(Saved entries)
-------------------------

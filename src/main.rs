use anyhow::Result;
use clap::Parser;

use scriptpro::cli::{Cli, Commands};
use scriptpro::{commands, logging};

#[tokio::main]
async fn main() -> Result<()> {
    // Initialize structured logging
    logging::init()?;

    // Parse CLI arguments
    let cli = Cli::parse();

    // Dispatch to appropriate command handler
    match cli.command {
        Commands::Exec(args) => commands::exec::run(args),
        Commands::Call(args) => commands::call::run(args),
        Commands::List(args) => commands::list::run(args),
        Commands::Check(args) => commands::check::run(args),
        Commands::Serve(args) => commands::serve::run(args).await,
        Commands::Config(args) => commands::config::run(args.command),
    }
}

-------------------------

### WORK ORDER
With "main" as the string to look for, count the matching lines above and give the number by itself.

### ANSWER FOR THE TASK
3